Service-Level Agreements (SLA)
Often as a cost savings measure, services such as security, Web content filtering, storage, IP telephony, software licensing (SaaS) and others can be outsourced to a third-party vendor. An agreement is made between the organization and the vendor on the expected requirements and documented in the contract.
These requirements are known as service-level agreements (SLAs). At no point does an organization relieve itself of regulatory requirements for data protection by contracting it out to a third-party or external organization. Regulatory controls must be incorporated into the SLAs and audited by the company contracting out services to ensure compliance. Repercussions for failure to meet SLA requirements should also be included in the SLA.
Tidewater LLC is an organization that produces and sells apparel for men, women, and children online. The company has grown 70 percent over the past two years and is building a new 2000-square-foot facility to support the continued growth. Various third-party vendors provide all their IT services except website maintenance, which is managed by an internal CIO and a Web developer.
Because of the growth, the leadership within the organization has been unable to validate compliance of the SLAs and feels that the vendors do not have the best interest of Tidewater LLC in mind.
Tidewater LLC is in the process of recovering all IT services into the server facility housed in their new space. Tidewater LLC wishes to establish and staff an IT department with a system administrator, network administrator, two general technicians, cybersecurity specialist, and a full-time systems auditor.

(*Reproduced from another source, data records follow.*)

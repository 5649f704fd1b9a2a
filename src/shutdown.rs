use tokio::signal::unix::{signal, SignalKind};
use tokio_util::sync::CancellationToken;

/// Install a shutdown handler that listens for SIGTERM and SIGINT.
///
/// Returns a `CancellationToken` that is cancelled when either signal is
/// received. The accept loop and every connection task watch this token.
pub fn install_shutdown_handler() -> CancellationToken {
    let token = CancellationToken::new();
    let token_clone = token.clone();

    tokio::spawn(async move {
        let (mut sigterm, mut sigint) = match (
            signal(SignalKind::terminate()),
            signal(SignalKind::interrupt()),
        ) {
            (Ok(term), Ok(int)) => (term, int),
            (Err(e), _) | (_, Err(e)) => {
                tracing::error!(error = %e, "Failed to install signal handlers");
                return;
            }
        };

        tokio::select! {
            _ = sigterm.recv() => {
                tracing::info!("Received SIGTERM, closing connections");
            }
            _ = sigint.recv() => {
                tracing::info!("Received SIGINT, closing connections");
            }
        }

        token_clone.cancel();
    });

    token
}
use thiserror::Error;

use crate::scheduler::JobState;

#[derive(Error, Debug)]
pub enum GearmanError {
    #[error("Illegal job state transition from {from} to {to}")]
    IllegalStateTransition { from: JobState, to: JobState },

    #[error("Queue for {function} is full (capacity {capacity})")]
    QueueFull { function: String, capacity: usize },

    #[error("Persistence error: {0}")]
    Persistence(String),

    #[error("Transport error: {0}")]
    Transport(String),

    #[error("Protocol error: {0}")]
    Protocol(String),

    #[error("I/O error: {0}")]
    Io(#[from] std::io::Error),
}

pub type Result<T> = std::result::Result<T, GearmanError>;
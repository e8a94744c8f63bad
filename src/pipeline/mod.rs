// SPDX-License-Identifier: MIT OR Apache-2.0
// Copyright (c) 2025 teeprov contributors

//! Pipeline definitions and types
//!
//! This module defines the stage manifest, the resolved stages built from
//! it, and the executor that runs them in dependency order.

mod dag;
mod definition;
mod executor;
mod stage;
mod validation;

pub use dag::DagBuilder;
pub use definition::*;
pub use executor::{
    exit_code_for, ExecutionOptions, Pipeline, PipelineExecutor, PipelineReport, PipelineState,
    StageFailure, StageRecord, StageState, GENERIC_FAILURE,
};
pub use stage::{AcquisitionStrategy, PrebuiltStrategy, SourceBuildStrategy, Stage};
pub use validation::{ManifestValidator, ValidationResult};
/// How a stage obtains its software
#[derive(Debug, Clone, Copy, PartialEq, Eq, Hash, Serialize, Deserialize)]
#[serde(rename_all = "lowercase")]
pub enum AcquisitionMode {
    /// Download a vendor artifact and run its installer
    Prebuilt,
    /// Clone, build and install from pinned sources
    #[serde(rename = "source")]
    SourceBuild,
}

impl FromStr for AcquisitionMode {
    type Err = ProvisionError;

    fn from_str(s: &str) -> Result<Self, Self::Err> {
        match s.trim().to_lowercase().as_str() {
            "prebuilt" | "intel_built" => Ok(Self::Prebuilt),
            "source" | "self_built" => Ok(Self::SourceBuild),
            other => Err(ProvisionError::Configuration {
                reason: format!("unknown acquisition mode '{}'", other),
                help: Some("Use 'prebuilt' (INTEL_BUILT) or 'source' (SELF_BUILT)".into()),
            }),
        }
    }
}

impl std::fmt::Display for AcquisitionMode {
    fn fmt(&self, f: &mut std::fmt::Formatter<'_>) -> std::fmt::Result {
        match self {
            Self::Prebuilt => write!(f, "prebuilt"),
            Self::SourceBuild => write!(f, "source"),
        }
    }
}

/// Environment variable that selects the mode of `stage`
pub fn mode_key(stage: &str) -> String {
    format!(
        "{}{}",
        stage.to_uppercase().replace('-', "_"),
        keys::MODE_SUFFIX
    )
}

/// Unvalidated configuration, as read from the environment or CLI flags
#[derive(Debug, Clone, Default)]
pub struct RawConfig {
    pub os_family: Option<String>,
    pub codename: Option<String>,
    pub arch: Option<String>,
    pub component_version: Option<String>,
    pub attestation_version: Option<String>,
    pub sdk_url: Option<String>,
    pub toolchain_channel: Option<String>,
    /// `<STAGE>_DIST` key → raw mode value
    pub modes: BTreeMap<String, String>,
}

impl RawConfig {
    /// Collect recognised keys from an environment-style iterator
    pub fn from_vars<I, K, V>(vars: I) -> Self
    where
        I: IntoIterator<Item = (K, V)>,
        K: AsRef<str>,
        V: Into<String>,
    {
        let mut raw = Self::default();

        for (key, value) in vars {
            let key = key.as_ref();
            let value = value.into();
            match key {
                keys::OS_FAMILY => raw.os_family = Some(value),
                keys::CODENAME => raw.codename = Some(value),
                keys::ARCH => raw.arch = Some(value),
                keys::COMPONENT_VERSION => raw.component_version = Some(value),
                keys::ATTESTATION_VERSION => raw.attestation_version = Some(value),
                keys::SDK_URL => raw.sdk_url = Some(value),
                keys::TOOLCHAIN_CHANNEL => raw.toolchain_channel = Some(value),
                k if k.ends_with(keys::MODE_SUFFIX) && k.len() > keys::MODE_SUFFIX.len() => {
                    raw.modes.insert(k.to_string(), value);
                }
                _ => {}
            }
        }

        raw
    }

    /// Read configuration from the process environment
    pub fn from_env() -> Self {
        Self::from_vars(std::env::vars())
    }
}

/// A validated, immutable set of parameters for one provisioning run
#[derive(Debug, Clone, PartialEq, Eq, Serialize)]
pub struct DistributionProfile {
    os_family: OsFamily,
    codename: String,
    distro_id: String,
    arch: String,
    component_version: String,
    attestation_version: String,
    sdk_url: Option<String>,
    toolchain_channel: String,
    modes: BTreeMap<String, AcquisitionMode>,
}

impl DistributionProfile {
    pub fn os_family(&self) -> OsFamily {
        self.os_family
    }

    pub fn codename(&self) -> &str {
        &self.codename
    }

    /// Distribution id used in vendor URLs (e.g. `ubuntu20.04`)
    pub fn distro_id(&self) -> &str {
        &self.distro_id
    }

    pub fn arch(&self) -> &str {
        &self.arch
    }

    pub fn component_version(&self) -> &str {
        &self.component_version
    }

    pub fn attestation_version(&self) -> &str {
        &self.attestation_version
    }

    pub fn sdk_url(&self) -> Option<&str> {
        self.sdk_url.as_deref()
    }

    pub fn toolchain_channel(&self) -> &str {
        &self.toolchain_channel
    }

    /// Acquisition mode selected for a stage
    pub fn mode(&self, stage: &str) -> Option<AcquisitionMode> {
        self.modes.get(stage).copied()
    }

    pub fn modes(&self) -> &BTreeMap<String, AcquisitionMode> {
        &self.modes
    }

    /// Template variables derived from this profile
    pub fn template_vars(&self) -> BTreeMap<&'static str, String> {
        let mut vars = base_vars(
            self.os_family,
            &self.codename,
            &self.distro_id,
            &self.arch,
            &self.component_version,
            &self.attestation_version,
            &self.toolchain_channel,
        );
        if let Some(url) = &self.sdk_url {
            vars.insert("sdk_url", url.clone());
        }
        vars
    }

    /// Expand a manifest template, keeping runtime placeholders for later
    pub fn expand(&self, template: &str) -> Result<String, ProvisionError> {
        expand(template, &self.template_vars(), RUNTIME_PLACEHOLDERS)
    }
}
// SPDX-License-Identifier: MIT OR Apache-2.0
// Copyright (c) 2025 teeprov contributors

//! teeprov - SGX build-environment provisioner

use clap::Parser;
use miette::Result;
use std::process::ExitCode;
use tracing_subscriber::{layer::SubscriberExt, util::SubscriberInitExt};

use teeprov::cli::{Cli, Commands};

#[tokio::main]
async fn main() -> Result<ExitCode> {
    let cli = Cli::parse();

    let default_filter = if cli.verbose { "teeprov=debug" } else { "teeprov=info" };

    // Logs go to stderr so JSON reports on stdout stay parseable
    tracing_subscriber::registry()
        .with(
            tracing_subscriber::EnvFilter::try_from_default_env()
                .unwrap_or_else(|_| default_filter.into()),
        )
        .with(
            tracing_subscriber::fmt::layer()
                .with_target(false)
                .with_writer(std::io::stderr),
        )
        .init();

    // Change to specified directory if provided
    if let Some(ref dir) = cli.directory {
        std::env::set_current_dir(dir).map_err(|e| {
            miette::miette!("Failed to change to directory '{}': {}", dir.display(), e)
        })?;
    }

    match cli.command {
        Commands::Provision {
            manifest,
            only,
            dry_run,
            format,
            profile,
        } => teeprov::cli::provision::run(manifest, only, dry_run, format, profile, cli.verbose).await,
        Commands::Validate { manifest, profile } => {
            teeprov::cli::validate::run(manifest, profile, cli.verbose).await?;
            Ok(ExitCode::SUCCESS)
        }
        Commands::Graph { manifest, format } => {
            teeprov::cli::graph::run(manifest, format).await?;
            Ok(ExitCode::SUCCESS)
        }
        Commands::Profile {
            manifest,
            format,
            profile,
        } => {
            teeprov::cli::profile::run(manifest, format, profile).await?;
            Ok(ExitCode::SUCCESS)
        }
        Commands::Init { force } => {
            teeprov::cli::init::run(force, cli.verbose).await?;
            Ok(ExitCode::SUCCESS)
        }
    }
}
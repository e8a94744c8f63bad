// SPDX-License-Identifier: MIT OR Apache-2.0
// Copyright (c) 2025 teeprov contributors

//! Validate command - check the manifest and profile

use colored::Colorize;
use miette::Result;
use std::path::PathBuf;

use super::ProfileArgs;
use crate::pipeline::{Manifest, ManifestValidator, Pipeline};
use crate::profile::{keys, ProfileResolver};
use crate::utils::{print_error, print_section, print_success, print_warning};

/// Run the validate command
pub async fn run(manifest_path: Option<PathBuf>, profile_args: ProfileArgs, verbose: bool) -> Result<()> {
    println!("{}", "Validating manifest...".bold());
    println!();

    let manifest = match Manifest::load(manifest_path.as_deref()) {
        Ok(m) => m,
        Err(e) => {
            print_error("Failed to load manifest");
            println!();
            return Err(e.into());
        }
    };

    print_success(&format!("Manifest parsed ({} stages)", manifest.stages.len()));

    let mut validation = ManifestValidator::validate(&manifest);

    // The profile can only be checked once a target is configured
    if validation.is_valid() {
        if profile_args.is_configured() {
            match profile_args
                .to_raw()
                .and_then(|raw| ProfileResolver::resolve(&raw, &manifest))
                .and_then(|profile| Pipeline::new(&manifest, profile))
            {
                Ok(pipeline) => {
                    print_success(&format!(
                        "Profile resolved for {} ({})",
                        pipeline.profile().codename(),
                        pipeline.profile().distro_id()
                    ));
                }
                Err(e) => validation.add_error(&e.to_string()),
            }
        } else {
            validation.add_warning(&format!(
                "Profile not checked: {} is not set",
                keys::CODENAME
            ));
        }
    }

    if !validation.errors.is_empty() {
        print_section("Errors");
        for error in &validation.errors {
            print_error(error);
        }
    }

    if !validation.warnings.is_empty() {
        print_section("Warnings");
        for warning in &validation.warnings {
            print_warning(warning);
        }
    }

    if verbose {
        print_section("Manifest summary");
        println!("  Name: {}", manifest.name);
        println!("  Stages: {}", manifest.stages.len());
        for stage in &manifest.stages {
            let deps = if stage.depends_on.is_empty() {
                String::new()
            } else {
                format!(" [depends: {}]", stage.depends_on.join(", "))
            };
            println!("    - {} ({}){}", stage.name, stage.default_mode, deps.dimmed());
        }
    }

    println!();

    if !validation.is_valid() {
        Err(miette::miette!("Manifest validation failed"))
    } else if validation.has_warnings() {
        println!("{}", "Manifest is valid but has warnings.".yellow().bold());
        Ok(())
    } else {
        println!("{}", "Manifest is valid!".green().bold());
        Ok(())
    }
}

The new space is an open office with an adjacent server room. Hardware supporting the organization’s IT services includes 100 staff desktop computers; network switches; routers; a firewall; McAfee Security Appliance to provide intrusion detection, prevention, and antivirus protection; network attached storage (NAS) for users to have a home drive as well as a shared networked drive for collaboration and sharing; an IIS server for website management; and a call manager for VoIP. Wi-Fi access points will be added as the network installation progresses. E-mail will be managed by an exchange server. The only service outsourced is a 100 mbps connection for Internet and VPNs between the organization and its suppliers.